In Peter Goodman’s “Davos Man,” the problem lies with the likes of Salesforce CEO Marc Benioff, corporatist elites, billionaire philanthropists, and stakeholder capitalism. “What capitalism lacks is an inherent mechanism that justly distributes gains,” he notes in a piece adapted from his book. To Goodman, and like-minded writers before him, the answer presumably lies in some form of tax system overhaul and greater government intervention.

It is true that government has a role to play, and that people want more corporations to pay their fair share of taxes – we’ve seen this in our polling. It is also true that the pandemic has accelerated already-vast wealth disparities and other inequities in the U.S. and around the world. However, the Edelman findings, like our own, suggest that it is to business, not government, that most Americans turn when they think about how to create a better future for themselves, for their communities, and for the planet.

For one thing, nearly half of Edelman’s respondents view government as a divisive force in society. “My Employer” and “Business” are both significantly more trusted than government.

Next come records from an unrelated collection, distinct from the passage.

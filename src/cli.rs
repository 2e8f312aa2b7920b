// CLASSIFICATION: COMMUNITY
// Filename: cli.rs v0.2
// Author: Lukas Bower
// Date Modified: 2026-10-16

//! Command-line interface for the `qrlogin` binary.

use std::path::PathBuf;
use std::sync::atomic::{AtomicBool, Ordering};
use std::sync::Arc;

use anyhow::Context;
use clap::{Args, Parser, Subcommand};
use log::{info, warn};

use crate::camera::{DirectorySource, FrameSource};
use crate::capture::CaptureLoop;
use crate::config::Config;
use crate::decoder::QrDecoder;
use crate::engine::ToggleEngine;
use crate::feedback::{ConsoleSink, SnapshotWriter};
use crate::registry::{list_users, provision_user, UserDirectory, UserRecord};
use crate::store::SqliteSessionStore;

#[derive(Parser, Debug)]
#[command(name = "qrlogin", author, version, about = "QR code login system")]
pub struct Cli {
    /// TOML configuration file.
    #[arg(long, global = true)]
    pub config: Option<PathBuf>,
    /// SQLite database, overrides the config file.
    #[arg(long, global = true)]
    pub store: Option<PathBuf>,
    #[command(subcommand)]
    pub command: Command,
}

#[derive(Subcommand, Debug)]
pub enum Command {
    /// Scan for codes and toggle users until interrupted.
    Run(RunArgs),
    /// Provision a user and their access code.
    AddUser {
        #[arg(long)]
        identity: String,
        #[arg(long)]
        name: String,
        #[arg(long)]
        code: String,
        #[arg(long)]
        email: Option<String>,
    },
    /// List provisioned users.
    Users,
    /// Show the presence of every user seen so far.
    Status,
    /// Show the login/logout history of one user.
    History { identity: String },
}

#[derive(Args, Debug, Default)]
pub struct RunArgs {
    #[arg(long)]
    pub camera: Option<usize>,
    /// Replay images from a directory instead of the camera.
    #[arg(long)]
    pub frames: Option<PathBuf>,
    #[arg(long = "debounce-ms")]
    pub debounce_ms: Option<u64>,
    /// Save the frame behind each transition here.
    #[arg(long)]
    pub snapshots: Option<PathBuf>,
    #[arg(long = "refresh-last-seen")]
    pub refresh_last_seen: bool,
    #[arg(long = "max-frames")]
    pub max_frames: Option<u64>,
}

impl RunArgs {
    fn apply(&self, cfg: &mut Config) {
        if let Some(i) = self.camera {
            cfg.camera_index = i;
        }
        if let Some(dir) = &self.frames {
            cfg.frame_dir = Some(dir.clone());
        }
        if let Some(ms) = self.debounce_ms {
            cfg.debounce_window_ms = ms;
        }
        if let Some(dir) = &self.snapshots {
            cfg.snapshot_dir = Some(dir.clone());
        }
        if self.refresh_last_seen {
            cfg.refresh_last_seen = true;
        }
    }
}

#[cfg(feature = "webcam")]
fn camera_source(cfg: &Config) -> anyhow::Result<Box<dyn FrameSource>> {
    Ok(Box::new(crate::camera::V4lCamera::new(cfg.camera_index)))
}

#[cfg(not(feature = "webcam"))]
fn camera_source(cfg: &Config) -> anyhow::Result<Box<dyn FrameSource>> {
    anyhow::bail!(
        "camera {} unavailable: built without the `webcam` feature, use --frames DIR",
        cfg.camera_index
    )
}

fn frame_source(cfg: &Config) -> anyhow::Result<Box<dyn FrameSource>> {
    match &cfg.frame_dir {
        Some(dir) => Ok(Box::new(DirectorySource::new(dir))),
        None => camera_source(cfg),
    }
}

fn run_capture(cfg: &Config, args: &RunArgs) -> anyhow::Result<()> {
    let users = UserDirectory::load(&cfg.store_path)
        .with_context(|| format!("loading users from {}", cfg.store_path.display()))?;
    if users.is_empty() {
        warn!("no users provisioned; every code will be ignored");
    }
    let store = SqliteSessionStore::open(&cfg.store_path)?;
    let mut engine = ToggleEngine::new(users, store)
        .with_debounce_window(cfg.debounce_window())
        .with_refresh_last_seen(cfg.refresh_last_seen);
    if let Some(dir) = &cfg.snapshot_dir {
        engine = engine.with_snapshots(SnapshotWriter::new(dir));
    }

    let mut capture = CaptureLoop::new(QrDecoder::new(), engine, ConsoleSink)
        .with_max_store_failures(cfg.max_consecutive_store_failures);
    if let Some(n) = args.max_frames {
        capture = capture.with_max_frames(n);
    }

    let stop = Arc::new(AtomicBool::new(false));
    let handler_stop = stop.clone();
    ctrlc::set_handler(move || handler_stop.store(true, Ordering::SeqCst))
        .context("installing interrupt handler")?;

    let source = frame_source(cfg)?;
    let summary = capture.run(source, &stop)?;
    info!("{summary:?}");
    Ok(())
}

/// Execute a parsed command line.
pub fn run(cli: Cli) -> anyhow::Result<()> {
    let mut cfg = Config::load(cli.config.as_deref())?;
    if let Some(store) = cli.store {
        cfg.store_path = store;
    }

    match cli.command {
        Command::Run(args) => {
            args.apply(&mut cfg);
            run_capture(&cfg, &args)?;
        }
        Command::AddUser {
            identity,
            name,
            code,
            email,
        } => {
            let user = UserRecord {
                identity,
                display_name: name,
                access_code: code,
                email,
            };
            if provision_user(&cfg.store_path, &user)? {
                println!("added {}", user.identity);
            } else {
                println!("{} already provisioned", user.identity);
            }
        }
        Command::Users => {
            for u in list_users(&cfg.store_path)? {
                println!(
                    "{}\t{}\t{}",
                    u.identity,
                    u.display_name,
                    u.email.as_deref().unwrap_or("-")
                );
            }
        }
        Command::Status => {
            let store = SqliteSessionStore::open(&cfg.store_path)?;
            for s in store.sessions()? {
                let since = s
                    .last_transition_ts
                    .map(|t| t.to_rfc3339())
                    .unwrap_or_else(|| "-".into());
                println!("{}\t{}\t{}", s.identity, s.current_status, since);
            }
        }
        Command::History { identity } => {
            let store = SqliteSessionStore::open(&cfg.store_path)?;
            for e in store.events_for(&identity)? {
                println!("{}\t{}", e.timestamp.to_rfc3339(), e.event_type);
            }
        }
    }
    Ok(())
}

Moreover, Edelman says, “We now see business as the stabilizing force delivering tangible action and results on society’s most critical issues.”

The key to all this is accountability. For the market to truly hold corporations to account for their performance on stakeholder value creation, it must have a way to gauge performance accurately and openly. It must be able to evaluate whether companies are doing what they say they’re doing, to trust in the information being provided, and to act upon it. In true stakeholder capitalism, the mechanism for the just distribution of gains becomes the market itself.

Workers, consumers, investors, and communities hold more power than ever before to push companies towards greater stakeholder value creation. The good news is that this has never been more aligned with business success and shareholder returns. Through the vision of Messrs Benioff and Fink, and the hard work of their employees, both Salesforce and BlackRock are named in our 2022 JUST 100 Rankings for doing exactly this. They and others working to shift capitalism onto a more just, stakeholder-oriented trajectory should be recognized for their leadership, not attacked.

Placing trust, data, and accountability at the center of the stakeholder model offers a viable path forward anchored in action over rhetoric, and tangible solutions over perpetual struggle. It will also build a virtuous cycle of trust that puts the country on a better path forward.

(Editor’s Note: Martin is a senior adviser to Edelman Impact.)